Originally Posted by
Frank_B
This is a question I've been wanting to ask someone in the field since the beginning. Remember in February or March of last year when Fauci said, "There's no real need to wear masks right now. Most of the transmissions are believed to have come from surface contact." I remember it clearly on 60 Minutes in March of 2020, two months after he stated that COVID-19 wasn't a big deal.
My question is: how many viruses that cause respiratory diseases use surface contact as a primary transmission vector? I don't mean to sound flippant.... Well, maybe just a bit... But, I learned this stuff in 6th grade science class.
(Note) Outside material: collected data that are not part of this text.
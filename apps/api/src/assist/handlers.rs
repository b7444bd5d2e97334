//! Axum route handlers for writing assistance.

use axum::{extract::State, Json};
use serde::{Deserialize, Serialize};

use crate::assist::{generate_project_description, generate_summary, improve_bullet_points};
use crate::state::AppState;

#[derive(Debug, Deserialize, Default)]
#[serde(rename_all = "camelCase", default)]
pub struct SummaryRequest {
    pub profession: String,
    pub experiences: Vec<String>,
}

#[derive(Debug, Deserialize, Default)]
#[serde(rename_all = "camelCase", default)]
pub struct BulletsRequest {
    pub position: String,
    pub description: String,
}

#[derive(Debug, Deserialize, Default)]
#[serde(rename_all = "camelCase", default)]
pub struct ProjectRequest {
    pub name: String,
    pub role: String,
    pub technologies: String,
}

#[derive(Debug, Serialize)]
pub struct AssistResponse {
    pub text: String,
}

/// POST /api/v1/assist/summary
pub async fn handle_summary(
    State(state): State<AppState>,
    Json(request): Json<SummaryRequest>,
) -> Json<AssistResponse> {
    let text = generate_summary(
        state.generator.as_ref(),
        &request.profession,
        &request.experiences,
    )
    .await;
    Json(AssistResponse { text })
}

/// POST /api/v1/assist/bullets
pub async fn handle_bullets(
    State(state): State<AppState>,
    Json(request): Json<BulletsRequest>,
) -> Json<AssistResponse> {
    let text =
        improve_bullet_points(state.generator.as_ref(), &request.position, &request.description)
            .await;
    Json(AssistResponse { text })
}

/// POST /api/v1/assist/project
pub async fn handle_project(
    State(state): State<AppState>,
    Json(request): Json<ProjectRequest>,
) -> Json<AssistResponse> {
    let text = generate_project_description(
        state.generator.as_ref(),
        &request.name,
        &request.role,
        &request.technologies,
    )
    .await;
    Json(AssistResponse { text })
}

#[cfg(test)]
mod tests {
    use std::sync::Arc;

    use super::*;
    use crate::assist::testing::ScriptedGenerator;
    use crate::assist::SUMMARY_FALLBACK;
    use crate::state::AppState;

    #[tokio::test]
    async fn test_offline_summary_returns_fallback() {
        let state = AppState::in_memory();
        let Json(body) = handle_summary(
            State(state),
            Json(SummaryRequest {
                profession: "Nurse".into(),
                experiences: vec![],
            }),
        )
        .await;
        assert_eq!(body.text, SUMMARY_FALLBACK);
    }

    #[tokio::test]
    async fn test_bullets_pass_through_generator() {
        let state = AppState {
            generator: Arc::new(ScriptedGenerator::replying("- Cut costs 20%")),
            ..AppState::in_memory()
        };
        let Json(body) = handle_bullets(
            State(state),
            Json(BulletsRequest {
                position: "Buyer".into(),
                description: "- bought things".into(),
            }),
        )
        .await;
        assert_eq!(body.text, "- Cut costs 20%");
    }

    #[tokio::test]
    async fn test_offline_project_is_empty() {
        let Json(body) =
            handle_project(State(AppState::in_memory()), Json(ProjectRequest::default())).await;
        assert_eq!(body.text, "");
    }
}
We had the nation's top infectious disease specialist telling us not to stick our hands in goo and lick our fingers or poke our eyes because that's how the world was going to come to an end. When you look at the man's history of being a foolish clown, this is one part that gets glossed over quickly. I anticipate that you'll fall back on, "That was where the evidence led us at the time," but that's a shitty excuse and a complete failure to think with just the slightest bit of common sense.
I do believe that the scientific method, applied properly, will yield the most correct answers over time. That said, sometimes it takes a very long time (think of advances in physics from Newton to Einstein), and in a situation that requires answers, sometimes common sense and anecdote is a better solution to getting things done.